BRASIL - O PT aciona TSE contra políticos e influenciadores que impulsionaram publicações críticas ao presidente Luiz Inácio Lula da Silva após o desfile da escola de samba Acadêmicos de Niterói no carnaval deste ano. O partido protocolou quatro representações no Tribunal Superior Eleitoral (TSE) alegando propaganda eleitoral antecipada negativa.
Nas ações, o PT pede que a Meta Platforms suspenda, em caráter liminar, o impulsionamento das postagens e impeça novas promoções pagas com conteúdo semelhante.
PT aciona TSE e mira impulsionamento pago
De acordo com as representações, o impulsionamento teria sido feito de forma coordenada para ampliar críticas ao presidente nas redes sociais. O partido sustenta que a prática configura propaganda antecipada fora do período eleitoral.
Entre os citados nas ações estão:
- Ricardo Nunes (MDB), prefeito de São Paulo;
- Filipe Barros (PL-PR);
- Renato Bolsonaro, irmão do ex-presidente Jair Bolsonaro;
- Parlamentares e influenciadores digitais.
O relator dos pedidos é a ministra Estela Aranha.

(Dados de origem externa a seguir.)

//! `Value` — the runtime values patterns are matched against
//!
//! A uniform, tagged representation of everything a subject can be: scalars,
//! ordered sequences, insertion-ordered mappings, callables, and opaque
//! domain objects.
//!
//! # Extensibility via `Opaque`
//!
//! Domain types the engine should not look inside (an `Option`, a parsed
//! request, a character marker) implement [`OpaqueValue`] and are wrapped in
//! `Value::Opaque(Arc::new(your_type))`. They can only be decomposed through
//! an [`Extractor`](crate::Extractor).

use crate::{CallError, Scope};
use indexmap::IndexMap;
use std::any::Any;
use std::fmt::{self, Debug};
use std::sync::Arc;

/// Extension trait for opaque domain objects.
///
/// Equality between opaque values is owned by the domain: two values are
/// equal when they are the same allocation, or when [`domain_eq`](Self::domain_eq)
/// says so.
///
/// # Example
///
/// ```
/// use std::any::Any;
/// use std::sync::Arc;
/// use pmatch::{OpaqueValue, Value};
///
/// #[derive(Debug)]
/// struct Point { x: i32, y: i32 }
///
/// impl OpaqueValue for Point {
///     fn type_name(&self) -> &'static str { "point" }
///     fn as_any(&self) -> &dyn Any { self }
/// }
///
/// let v = Value::opaque(Point { x: 1, y: 2 });
/// assert_eq!(v.as_opaque().map(|o| o.type_name()), Some("point"));
/// ```
pub trait OpaqueValue: Send + Sync + Debug {
    /// Human-readable type identifier, e.g. `"option"`.
    fn type_name(&self) -> &'static str;

    /// Returns `self` as `&dyn Any`, for downcasting inside extractors.
    fn as_any(&self) -> &dyn Any;

    /// Domain-defined equality with another opaque value.
    ///
    /// Only consulted when the two values are different allocations.
    fn domain_eq(&self, other: &dyn OpaqueValue) -> bool {
        let _ = other;
        false
    }
}

/// A function value: used by predicate patterns and stored in subjects.
///
/// The scope parameter makes the enclosing bindings an explicit input
/// instead of an implicit closure capture.
pub trait Callable: Send + Sync + Debug {
    /// Name used in traces and error messages.
    fn name(&self) -> &str;

    /// Invoke the function with the value under test.
    ///
    /// # Errors
    ///
    /// Returns [`CallError`] when the function itself fails.
    fn call(&self, subject: &Value, scope: &Scope<'_>) -> Result<Value, CallError>;
}

type CallFn = dyn Fn(&Value, &Scope<'_>) -> Result<Value, CallError> + Send + Sync;

/// A [`Callable`] backed by a closure.
pub struct FnCallable {
    name: String,
    f: Box<CallFn>,
}

impl FnCallable {
    /// Wrap a closure under the given name.
    pub fn new<F>(name: impl Into<String>, f: F) -> Self
    where
        F: Fn(&Value, &Scope<'_>) -> Result<Value, CallError> + Send + Sync + 'static,
    {
        Self {
            name: name.into(),
            f: Box::new(f),
        }
    }
}

impl Callable for FnCallable {
    fn name(&self) -> &str {
        &self.name
    }

    fn call(&self, subject: &Value, scope: &Scope<'_>) -> Result<Value, CallError> {
        (self.f)(subject, scope)
    }
}

impl Debug for FnCallable {
    fn fmt(&self, f: &mut fmt::Formatter<'_>) -> fmt::Result {
        f.debug_tuple("FnCallable").field(&self.name).finish()
    }
}

/// Classification of a [`Value`].
#[derive(Debug, Clone, Copy, PartialEq, Eq, Hash)]
#[cfg_attr(feature = "serde", derive(serde::Serialize, serde::Deserialize))]
#[cfg_attr(feature = "serde", serde(rename_all = "snake_case"))]
pub enum Kind {
    Null,
    Bool,
    Number,
    Text,
    Sequence,
    Mapping,
    Callable,
    Opaque,
}

impl fmt::Display for Kind {
    fn fmt(&self, f: &mut fmt::Formatter<'_>) -> fmt::Result {
        let name = match self {
            Self::Null => "null",
            Self::Bool => "bool",
            Self::Number => "number",
            Self::Text => "text",
            Self::Sequence => "sequence",
            Self::Mapping => "mapping",
            Self::Callable => "callable",
            Self::Opaque => "opaque",
        };
        f.write_str(name)
    }
}

/// A runtime value.
///
/// # Example
///
/// ```
/// use pmatch::{Kind, Value};
///
/// let res = Value::mapping([("status", Value::from(200)), ("body", Value::from("ok"))]);
/// assert_eq!(res.kind(), Kind::Mapping);
/// assert_eq!(res.as_mapping().and_then(|m| m.get("status")), Some(&Value::from(200)));
/// ```
#[derive(Debug, Clone)]
pub enum Value {
    /// Absence of a value.
    Null,
    /// Boolean.
    Bool(bool),
    /// Number. Equality is exact; there is no coercion from other kinds.
    Number(f64),
    /// Text.
    Text(String),
    /// Ordered sequence.
    Sequence(Vec<Value>),
    /// Insertion-ordered string-keyed mapping.
    Mapping(IndexMap<String, Value>),
    /// Function value. Compared by identity.
    Callable(Arc<dyn Callable>),
    /// Opaque domain object. Compared by identity or domain equality.
    Opaque(Arc<dyn OpaqueValue>),
}

impl PartialEq for Value {
    fn eq(&self, other: &Self) -> bool {
        match (self, other) {
            (Self::Null, Self::Null) => true,
            (Self::Bool(a), Self::Bool(b)) => a == b,
            #[allow(clippy::float_cmp)] // exact numeric equality is the contract
            (Self::Number(a), Self::Number(b)) => a == b,
            (Self::Text(a), Self::Text(b)) => a == b,
            (Self::Sequence(a), Self::Sequence(b)) => a == b,
            (Self::Mapping(a), Self::Mapping(b)) => a == b,
            (Self::Callable(a), Self::Callable(b)) => Arc::ptr_eq(a, b),
            (Self::Opaque(a), Self::Opaque(b)) => {
                Arc::ptr_eq(a, b) || a.domain_eq(b.as_ref())
            }
            _ => false,
        }
    }
}

impl Value {
    /// Create a text value.
    pub fn text(s: impl Into<String>) -> Self {
        Self::Text(s.into())
    }

    /// Create a number value.
    #[must_use]
    pub fn number(n: f64) -> Self {
        Self::Number(n)
    }

    /// Create a sequence from anything convertible to values.
    pub fn sequence<I, V>(items: I) -> Self
    where
        I: IntoIterator<Item = V>,
        V: Into<Value>,
    {
        Self::Sequence(items.into_iter().map(Into::into).collect())
    }

    /// Create a mapping from key/value pairs, keeping their order.
    pub fn mapping<I, K, V>(entries: I) -> Self
    where
        I: IntoIterator<Item = (K, V)>,
        K: Into<String>,
        V: Into<Value>,
    {
        Self::Mapping(
            entries
                .into_iter()
                .map(|(k, v)| (k.into(), v.into()))
                .collect(),
        )
    }

    /// Wrap a domain object.
    pub fn opaque<T: OpaqueValue + 'static>(value: T) -> Self {
        Self::Opaque(Arc::new(value))
    }

    /// Wrap a closure as a callable value.
    pub fn callable<F>(name: impl Into<String>, f: F) -> Self
    where
        F: Fn(&Value, &Scope<'_>) -> Result<Value, CallError> + Send + Sync + 'static,
    {
        Self::Callable(Arc::new(FnCallable::new(name, f)))
    }

    /// Classify this value.
    #[must_use]
    pub fn kind(&self) -> Kind {
        match self {
            Self::Null => Kind::Null,
            Self::Bool(_) => Kind::Bool,
            Self::Number(_) => Kind::Number,
            Self::Text(_) => Kind::Text,
            Self::Sequence(_) => Kind::Sequence,
            Self::Mapping(_) => Kind::Mapping,
            Self::Callable(_) => Kind::Callable,
            Self::Opaque(_) => Kind::Opaque,
        }
    }

    /// Truthiness as seen by guards and predicate patterns.
    ///
    /// `Null`, `false`, `0`, `NaN` and the empty text are falsy; everything
    /// else (including empty sequences and mappings) is truthy.
    #[must_use]
    pub fn is_truthy(&self) -> bool {
        match self {
            Self::Null => false,
            Self::Bool(b) => *b,
            Self::Number(n) => *n != 0.0 && !n.is_nan(),
            Self::Text(s) => !s.is_empty(),
            Self::Sequence(_) | Self::Mapping(_) | Self::Callable(_) | Self::Opaque(_) => true,
        }
    }

    /// Returns `true` if this is `Null`.
    #[inline]
    #[must_use]
    pub fn is_null(&self) -> bool {
        matches!(self, Self::Null)
    }

    #[inline]
    #[must_use]
    pub fn as_bool(&self) -> Option<bool> {
        match self {
            Self::Bool(b) => Some(*b),
            _ => None,
        }
    }

    #[inline]
    #[must_use]
    pub fn as_number(&self) -> Option<f64> {
        match self {
            Self::Number(n) => Some(*n),
            _ => None,
        }
    }

    #[inline]
    #[must_use]
    pub fn as_str(&self) -> Option<&str> {
        match self {
            Self::Text(s) => Some(s.as_str()),
            _ => None,
        }
    }

    #[inline]
    #[must_use]
    pub fn as_sequence(&self) -> Option<&[Value]> {
        match self {
            Self::Sequence(items) => Some(items.as_slice()),
            _ => None,
        }
    }

    #[inline]
    #[must_use]
    pub fn as_mapping(&self) -> Option<&IndexMap<String, Value>> {
        match self {
            Self::Mapping(map) => Some(map),
            _ => None,
        }
    }

    #[inline]
    #[must_use]
    pub fn as_callable(&self) -> Option<&dyn Callable> {
        match self {
            Self::Callable(c) => Some(c.as_ref()),
            _ => None,
        }
    }

    /// Returns the inner opaque object. Use [`OpaqueValue::as_any`] to downcast.
    #[inline]
    #[must_use]
    pub fn as_opaque(&self) -> Option<&dyn OpaqueValue> {
        match self {
            Self::Opaque(o) => Some(o.as_ref()),
            _ => None,
        }
    }

    /// Downcast an opaque value to a concrete domain type.
    #[must_use]
    pub fn downcast_ref<T: 'static>(&self) -> Option<&T> {
        self.as_opaque()?.as_any().downcast_ref::<T>()
    }
}

impl From<bool> for Value {
    fn from(b: bool) -> Self {
        Self::Bool(b)
    }
}

impl From<f64> for Value {
    fn from(n: f64) -> Self {
        Self::Number(n)
    }
}

impl From<i32> for Value {
    fn from(n: i32) -> Self {
        Self::Number(f64::from(n))
    }
}

impl From<u8> for Value {
    fn from(n: u8) -> Self {
        Self::Number(f64::from(n))
    }
}

impl From<i64> for Value {
    #[allow(clippy::cast_precision_loss)] // same precision as the host's numbers
    fn from(n: i64) -> Self {
        Self::Number(n as f64)
    }
}

impl From<&str> for Value {
    fn from(s: &str) -> Self {
        Self::Text(s.to_owned())
    }
}

impl From<String> for Value {
    fn from(s: String) -> Self {
        Self::Text(s)
    }
}

impl From<Vec<Value>> for Value {
    fn from(items: Vec<Value>) -> Self {
        Self::Sequence(items)
    }
}

impl From<IndexMap<String, Value>> for Value {
    fn from(map: IndexMap<String, Value>) -> Self {
        Self::Mapping(map)
    }
}

impl<T: Into<Value>> From<Option<T>> for Value {
    fn from(v: Option<T>) -> Self {
        v.map_or(Self::Null, Into::into)
    }
}

// ═══════════════════════════════════════════════════════════════════════════════
// JSON conversion (feature = "serde")
// ═══════════════════════════════════════════════════════════════════════════════

#[cfg(feature = "serde")]
impl From<serde_json::Value> for Value {
    fn from(json: serde_json::Value) -> Self {
        match json {
            serde_json::Value::Null => Self::Null,
            serde_json::Value::Bool(b) => Self::Bool(b),
            serde_json::Value::Number(n) => Self::Number(n.as_f64().unwrap_or(f64::NAN)),
            serde_json::Value::String(s) => Self::Text(s),
            serde_json::Value::Array(items) => {
                Self::Sequence(items.into_iter().map(Self::from).collect())
            }
            serde_json::Value::Object(map) => {
                Self::Mapping(map.into_iter().map(|(k, v)| (k, Self::from(v))).collect())
            }
        }
    }
}

#[cfg(feature = "serde")]
impl Value {
    /// Render as JSON.
    ///
    /// Whole numbers render as integers. Callables and opaque values have no
    /// JSON form and render as descriptive strings.
    #[must_use]
    pub fn to_json(&self) -> serde_json::Value {
        match self {
            Self::Null => serde_json::Value::Null,
            Self::Bool(b) => serde_json::Value::Bool(*b),
            Self::Number(n) => number_to_json(*n),
            Self::Text(s) => serde_json::Value::String(s.clone()),
            Self::Sequence(items) => {
                serde_json::Value::Array(items.iter().map(Self::to_json).collect())
            }
            Self::Mapping(map) => serde_json::Value::Object(
                map.iter().map(|(k, v)| (k.clone(), v.to_json())).collect(),
            ),
            Self::Callable(c) => serde_json::Value::String(format!("<callable {}>", c.name())),
            Self::Opaque(o) => serde_json::Value::String(format!("<opaque {}>", o.type_name())),
        }
    }
}

#[cfg(feature = "serde")]
#[allow(clippy::cast_possible_truncation, clippy::cast_precision_loss)]
fn number_to_json(n: f64) -> serde_json::Value {
    if n.fract() == 0.0 && n.abs() < 9_007_199_254_740_992.0 {
        serde_json::Value::from(n as i64)
    } else {
        serde_json::Number::from_f64(n).map_or(serde_json::Value::Null, serde_json::Value::Number)
    }
}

Levantamento interno aponta 54 perfis
O documento elaborado por integrantes do partido aponta que 54 figuras públicas pagaram para impulsionar publicações críticas. O material detalha:
- Autor da postagem;
- Número de seguidores;
- Valor investido;
- Duração do anúncio;
- Alcance estimado.
Segundo o levantamento, a maioria dos impulsionamentos teve custo inferior a R$ 100, com valores máximos que não ultrapassaram R$ 700.
Debate sobre propaganda eleitoral antecipada
Ao acionar o TSE, o partido também questiona o entendimento atual da Corte de que críticas a gestões públicas não configuram, por si só, propaganda eleitoral antecipada negativa.
Integrantes da legenda avaliam que o impulsionamento pago amplia o alcance das críticas e pode gerar desequilíbrio na disputa eleitoral.
Recentemente, o TSE proibiu a divulgação de conteúdo eleitoral produzido com inteligência artificial nas 72 horas anteriores ao pleito, em meio à atualização das regras para as eleições.
Repercussão política
Nos bastidores do governo, há avaliação de que o episódio do desfile gerou desgaste político, especialmente junto a setores religiosos. Integrantes do Executivo reconhecem que a exposição pública pode ter ampliado a repercussão negativa nas redes.
Já parlamentares citados afirmam que utilizaram recursos próprios para promover as publicações e negam irregularidades.
O movimento do PT aciona TSE marca o início de uma disputa jurídica e política sobre os limites do impulsionamento de conteúdo crítico nas redes sociais em período pré-eleitoral.